Record extracts »
____
//! Typing producer
//!
//! Walks an untyped [`Expression`] under a type environment and either builds
//! the equivalent typed tree or fails with the same [`TypeError`] that
//! [`crate::types::type_check`] reports for that expression. Where a child's
//! type is fixed by its parent, the child is cast to its static index through
//! the witness; elsewhere the checked constructors of [`SomeTypedExpr`] do
//! the comparison.

use crate::ast::Expression;
use crate::stack;
use crate::types::check::recursive_annotation;
use crate::types::{Type, TypeEnvironment, TypeError};

use super::expr::{SomeTypedExpr, TypedExpr};
use super::witness::{Bool, Num};

/// Produce a typed tree for `expr` together with its descriptor.
pub fn typing(
    expr: &Expression,
    env: &TypeEnvironment,
) -> Result<(SomeTypedExpr, Type), TypeError> {
    let typed = produce(expr, env)?;
    let ty = typed.ty().clone();
    Ok((typed, ty))
}

fn produce(expr: &Expression, env: &TypeEnvironment) -> Result<SomeTypedExpr, TypeError> {
    stack::grow(|| produce_node(expr, env)).map_err(|err| err.with_context(expr.kind()))
}

fn produce_node(expr: &Expression, env: &TypeEnvironment) -> Result<SomeTypedExpr, TypeError> {
    match expr {
        Expression::NumberLiteral(n) => Ok(TypedExpr::number(*n).erase()),

        Expression::BooleanLiteral(b) => Ok(TypedExpr::boolean(*b).erase()),

        Expression::Add(left, right) => {
            let left = produce(left, env)?.cast::<Num>()?;
            let right = produce(right, env)?.cast::<Num>()?;
            Ok(TypedExpr::add(left, right).erase())
        }

        Expression::GreaterThan(left, right) => {
            let left = produce(left, env)?.cast::<Num>()?;
            let right = produce(right, env)?.cast::<Num>()?;
            Ok(TypedExpr::greater_than(left, right).erase())
        }

        Expression::Conditional {
            predicate,
            on_true,
            on_false,
        } => {
            let predicate = produce(predicate, env)?.cast::<Bool>()?;
            let on_true = produce(on_true, env)?;
            let on_false = produce(on_false, env)?;
            SomeTypedExpr::conditional(predicate, on_true, on_false)
        }

        Expression::Binding { name, value, body } => {
            let value = produce(value, env)?;
            let body = produce(body, &env.bind(name.clone(), value.ty().clone()))?;
            Ok(SomeTypedExpr::binding(name.clone(), value, body))
        }

        Expression::RecursiveBinding {
            name,
            annotation,
            value,
            body,
        } => {
            let annotation = recursive_annotation(name, annotation.as_ref())?;
            let rec_env = env.bind(name.clone(), annotation.clone());
            let value = produce(value, &rec_env)?;
            if value.ty() != &annotation {
                return Err(TypeError::type_mismatch(annotation, value.ty().clone()));
            }
            let body = produce(body, &rec_env)?;
            SomeTypedExpr::recursive_binding(name.clone(), annotation, value, body)
        }

        Expression::Reference(name) => {
            let ty = env
                .lookup(name)
                .ok_or_else(|| TypeError::unbound_variable(name.clone()))?;
            Ok(SomeTypedExpr::reference(name.clone(), ty))
        }

        Expression::FunctionLiteral {
            parameter,
            annotation,
            body,
        } => {
            let parameter_ty = annotation
                .clone()
                .ok_or_else(|| TypeError::missing_annotation(parameter.clone()))?;
            let body = produce(body, &env.bind(parameter.clone(), parameter_ty.clone()))?;
            Ok(SomeTypedExpr::function(parameter.clone(), parameter_ty, body))
        }

        Expression::Apply { function, argument } => {
            let function = produce(function, env)?;
            // Reject a non-function before looking at the argument
            if !function.ty().is_function() {
                return Err(TypeError::not_a_function(function.ty().clone()));
            }
            let argument = produce(argument, env)?;
            SomeTypedExpr::apply(function, argument)
        }
    }
}
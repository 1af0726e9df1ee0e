use std::fmt;

use crate::types::Type;

/// Error raised by the typed interpreter.
///
/// Trees produced by [`crate::typed::typing`] and run in an environment built
/// with [`crate::typed::TypedEnvironment::bind_host`] only fail with
/// `UnboundVariable` when the environment lacks a free variable. A
/// `WitnessMismatch` means a hand-built tree or environment disagrees with the
/// static types.
#[derive(Debug, Clone, PartialEq, Eq)]
pub enum RuntimeError {
    UnboundVariable {
        name: String,
    },
    WitnessMismatch {
        /// Descriptor the tree requires
        expected: Type,
        /// Descriptor the value carries
        found: Type,
        /// What was being resolved
        context: String,
    },
}

impl RuntimeError {
    pub fn unbound_variable(name: impl Into<String>) -> Self {
        RuntimeError::UnboundVariable { name: name.into() }
    }

    pub fn witness_mismatch(expected: Type, found: Type, context: impl Into<String>) -> Self {
        RuntimeError::WitnessMismatch {
            expected,
            found,
            context: context.into(),
        }
    }
}

impl fmt::Display for RuntimeError {
    fn fmt(&self, f: &mut fmt::Formatter) -> fmt::Result {
        match self {
            RuntimeError::UnboundVariable { name } => {
                write!(f, "Runtime error: unbound variable: {}", name)
            }
            RuntimeError::WitnessMismatch {
                expected,
                found,
                context,
            } => write!(
                f,
                "Runtime error: witness mismatch in {}: expected {}, found {}",
                context, expected, found
            ),
        }
    }
}

impl std::error::Error for RuntimeError {}
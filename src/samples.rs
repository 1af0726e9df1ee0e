//! Bundled example programs
//!
//! There is no parser; these trees are built with the [`Expression`]
//! builders and serve as demos for the `pl` binary and as fixtures in tests.

use crate::ast::Expression;
use crate::types::Type;

/// A named example program.
#[derive(Debug, Clone, Copy)]
pub struct Sample {
    pub name: &'static str,
    pub description: &'static str,
    build: fn() -> Expression,
}

impl Sample {
    pub fn program(&self) -> Expression {
        (self.build)()
    }
}

pub const SAMPLES: &[Sample] = &[
    Sample {
        name: "range-sum",
        description: "recursive sum of the numbers 1 to 10",
        build: range_sum,
    },
    Sample {
        name: "fibonacci",
        description: "doubly recursive fibonacci of 12",
        build: fibonacci,
    },
    Sample {
        name: "static-scoping",
        description: "a function sees the binding in scope where it was defined",
        build: static_scoping,
    },
    Sample {
        name: "closure-capture",
        description: "a curried adder keeps its first argument",
        build: closure_capture,
    },
    Sample {
        name: "shadowing",
        description: "an inner binding hides an outer one of the same name",
        build: shadowing,
    },
    Sample {
        name: "higher-order",
        description: "a function applied twice through a parameter",
        build: higher_order,
    },
    Sample {
        name: "maximum",
        description: "the larger of two numbers",
        build: maximum,
    },
    Sample {
        name: "untaken-branch",
        description: "an unbound name in a branch that never runs",
        build: untaken_branch,
    },
    Sample {
        name: "ill-typed-addition",
        description: "adding a boolean to a number",
        build: ill_typed_addition,
    },
];

pub fn find(name: &str) -> Option<&'static Sample> {
    SAMPLES.iter().find(|sample| sample.name == name)
}

fn num_to_num() -> Type {
    Type::function(Type::Num, Type::Num)
}

fn var(name: &str) -> Expression {
    Expression::reference(name)
}

fn num(n: i64) -> Expression {
    Expression::number(n)
}

/// ```text
/// let rec sum : Num -> Num -> Num =
///   \lower : Num => \upper : Num =>
///     if lower > upper then 0 else lower + sum(lower + 1)(upper) end
/// in sum(1)(10)
/// ```
pub fn range_sum() -> Expression {
    range_sum_to(10)
}

/// [`range_sum`] with `upper` in place of `10`; recursion depth grows with it.
pub fn range_sum_to(upper: i64) -> Expression {
    let body = Expression::conditional(
        Expression::greater_than(var("lower"), var("upper")),
        num(0),
        Expression::add(
            var("lower"),
            Expression::apply_many(
                var("sum"),
                [Expression::add(var("lower"), num(1)), var("upper")],
            ),
        ),
    );
    Expression::recursive_binding(
        "sum",
        Type::function(Type::Num, num_to_num()),
        Expression::function(
            "lower",
            Type::Num,
            Expression::function("upper", Type::Num, body),
        ),
        Expression::apply_many(var("sum"), [num(1), num(upper)]),
    )
}

/// `let rec fib : Num -> Num = \n : Num => if 2 > n then n else fib(n + -1) + fib(n + -2) end in fib(12)`
pub fn fibonacci() -> Expression {
    let fib_of = |offset| Expression::apply(var("fib"), Expression::add(var("n"), num(offset)));
    Expression::recursive_binding(
        "fib",
        num_to_num(),
        Expression::function(
            "n",
            Type::Num,
            Expression::conditional(
                Expression::greater_than(num(2), var("n")),
                var("n"),
                Expression::add(fib_of(-1), fib_of(-2)),
            ),
        ),
        Expression::apply(var("fib"), num(12)),
    )
}

/// `let x = 1 in let f = \y : Num => x + y in let x = 100 in f(2)`
pub fn static_scoping() -> Expression {
    Expression::binding(
        "x",
        num(1),
        Expression::binding(
            "f",
            Expression::function("y", Type::Num, Expression::add(var("x"), var("y"))),
            Expression::binding("x", num(100), Expression::apply(var("f"), num(2))),
        ),
    )
}

/// `let make_adder = \n : Num => \m : Num => n + m in let add3 = make_adder(3) in add3(1)`
pub fn closure_capture() -> Expression {
    Expression::binding(
        "make_adder",
        Expression::function(
            "n",
            Type::Num,
            Expression::function("m", Type::Num, Expression::add(var("n"), var("m"))),
        ),
        Expression::binding(
            "add3",
            Expression::apply(var("make_adder"), num(3)),
            Expression::apply(var("add3"), num(1)),
        ),
    )
}

/// `let x = 1 in let x = x + 1 in x`
pub fn shadowing() -> Expression {
    Expression::binding(
        "x",
        num(1),
        Expression::binding("x", Expression::add(var("x"), num(1)), var("x")),
    )
}

/// `let twice = \f : Num -> Num => \x : Num => f(f(x)) in twice(\n : Num => n + 3)(10)`
pub fn higher_order() -> Expression {
    Expression::binding(
        "twice",
        Expression::function(
            "f",
            num_to_num(),
            Expression::function(
                "x",
                Type::Num,
                Expression::apply(var("f"), Expression::apply(var("f"), var("x"))),
            ),
        ),
        Expression::apply_many(
            var("twice"),
            [
                Expression::function("n", Type::Num, Expression::add(var("n"), num(3))),
                num(10),
            ],
        ),
    )
}

/// `let max = \a : Num => \b : Num => if a > b then a else b end in max(3)(7)`
pub fn maximum() -> Expression {
    Expression::binding(
        "max",
        Expression::function(
            "a",
            Type::Num,
            Expression::function(
                "b",
                Type::Num,
                Expression::conditional(
                    Expression::greater_than(var("a"), var("b")),
                    var("a"),
                    var("b"),
                ),
            ),
        ),
        Expression::apply_many(var("max"), [num(3), num(7)]),
    )
}

/// `if true then 1 else undefined end`
///
/// Runs untyped, but is rejected by the type checker.
pub fn untaken_branch() -> Expression {
    Expression::conditional(Expression::boolean(true), num(1), var("undefined"))
}

/// `1 + true`
pub fn ill_typed_addition() -> Expression {
    Expression::add(num(1), Expression::boolean(true))
}
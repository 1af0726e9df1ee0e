use pl::interpreter::Value;
use pl::pipeline::{PipelineError, run};
use pl::samples::{self, SAMPLES};
use pl::typed::HostValue;
use pl::types::{Type, TypeError};

#[test]
fn run_range_sum() {
    let outcome = run(&samples::range_sum()).unwrap();
    assert_eq!(outcome.ty, Type::Num);
    assert_eq!(outcome.value, Value::Number(55));
    assert_eq!(outcome.typed_value, HostValue::Number(55));
}

#[test]
fn run_deep_recursion() {
    let outcome = run(&samples::range_sum_to(10_000)).unwrap();
    assert_eq!(outcome.value, Value::Number(50_005_000));
    assert_eq!(outcome.typed_value, HostValue::Number(50_005_000));
}

#[test]
fn run_expected_results() {
    let expected = [
        ("range-sum", 55),
        ("fibonacci", 144),
        ("static-scoping", 3),
        ("closure-capture", 4),
        ("shadowing", 2),
        ("higher-order", 16),
        ("maximum", 7),
    ];
    for (name, result) in expected {
        let sample = samples::find(name).unwrap();
        let outcome = run(&sample.program()).unwrap();
        assert_eq!(outcome.value, Value::Number(result), "{}", name);
        assert_eq!(outcome.typed_value.as_number(), Some(result), "{}", name);
    }
}

#[test]
fn run_stops_at_type_error() {
    let result = run(&samples::ill_typed_addition());
    if let Err(PipelineError::Type(err)) = result {
        assert_eq!(
            err,
            TypeError::type_mismatch(Type::Num, Type::Bool).with_context("addition")
        );
    } else {
        panic!("expected a type error, got {:?}", result);
    }
}

#[test]
fn run_rejects_untaken_unbound_branch() {
    let result = run(&samples::untaken_branch());
    assert!(matches!(
        result,
        Err(PipelineError::Type(TypeError::UnboundVariable { .. }))
    ));
}

#[test]
fn run_every_sample_either_checks_or_reports_type_error() {
    for sample in SAMPLES {
        match run(&sample.program()) {
            Ok(_) | Err(PipelineError::Type(_)) => {}
            Err(other) => panic!("{} failed after checking: {}", sample.name, other),
        }
    }
}

#[test]
fn pipeline_error_display() {
    let err = run(&samples::ill_typed_addition()).unwrap_err();
    assert_eq!(
        err.to_string(),
        "Type error: type mismatch in addition: expected Num, found Bool"
    );
}
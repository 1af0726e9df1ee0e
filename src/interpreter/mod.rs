mod error;
mod eval;
mod value;

pub use error::EvalError;
pub use value::Value;

use crate::ast::Expression;
use crate::env::Env;

/// Runtime environment of the untyped interpreter
pub type Environment = Env<Value>;

/// Evaluate `expr` in `env` by eager substitution.
pub fn interpret(expr: &Expression, env: &Environment) -> Result<Value, EvalError> {
    expr.eval(env)
}
//! # Expression AST
//!
//! Programs are trees of [`Expression`] nodes. There is no parser: trees are
//! built in code with the builder functions on [`Expression`], or taken from
//! [`crate::samples`].
//!
//! ```text
//! let y = 1 in
//! let f = \x : Num => x + y in
//! let y = 2 in
//! f(3)
//! ```
//!
//! ```ignore
//! Expression::binding("y", Expression::number(1),
//!     Expression::binding("f",
//!         Expression::function("x", Type::Num,
//!             Expression::add(Expression::reference("x"), Expression::reference("y"))),
//!         Expression::binding("y", Expression::number(2),
//!             Expression::apply(Expression::reference("f"), Expression::number(3)))))
//! ```
//!
//! Functions are strictly unary. Multi-argument functions are curried, see
//! [`Expression::apply_many`].

pub mod expression;

pub use expression::Expression;
//! Stack growth for the recursive tree walks
//!
//! Evaluation recurses once per nested node and once per call, so a deep
//! `let rec` loop outgrows a thread's default stack long before it runs out
//! of memory. Every walk enters its per-node step through [`grow`].

/// Remaining stack below which a new segment is allocated
const STACK_RED_ZONE: usize = 128 * 1024;
/// Size of each newly allocated segment
const STACK_GROW_SIZE: usize = 4 * 1024 * 1024;

pub(crate) fn grow<R>(f: impl FnOnce() -> R) -> R {
    stacker::maybe_grow(STACK_RED_ZONE, STACK_GROW_SIZE, f)
}
use std::fmt;

/// Type descriptor for expressions.
///
/// Descriptors are plain data and compare structurally: two function types
/// are equal exactly when their parameter and result types are equal.
#[derive(Debug, Clone, PartialEq, Eq, Hash)]
pub enum Type {
    Num,
    Bool,
    Function(Box<Type>, Box<Type>),
}

impl Type {
    pub fn function(from: Type, to: Type) -> Self {
        Type::Function(Box::new(from), Box::new(to))
    }

    /// Split a function type into its parameter and result types.
    pub fn as_function(&self) -> Option<(&Type, &Type)> {
        match self {
            Type::Function(from, to) => Some((from, to)),
            Type::Num | Type::Bool => None,
        }
    }

    pub fn is_function(&self) -> bool {
        matches!(self, Type::Function(_, _))
    }

    pub fn pretty(&self) -> String {
        match self {
            Type::Num => "Num".to_string(),
            Type::Bool => "Bool".to_string(),
            Type::Function(from, to) => {
                let from_str = if from.is_function() {
                    format!("({})", from.pretty())
                } else {
                    from.pretty()
                };
                format!("{} -> {}", from_str, to.pretty())
            }
        }
    }
}

impl fmt::Display for Type {
    fn fmt(&self, f: &mut fmt::Formatter) -> fmt::Result {
        write!(f, "{}", self.pretty())
    }
}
____
How to complete this task » Extract the lines above, from the first one through the one containing "static index through", and return only those, unchanged.

Written solution »
//! Typing producer
//!
//! Walks an untyped [`Expression`] under a type environment and either builds
//! the equivalent typed tree or fails with the same [`TypeError`] that
//! [`crate::types::type_check`] reports for that expression. Where a child's
//! type is fixed by its parent, the child is cast to its static index through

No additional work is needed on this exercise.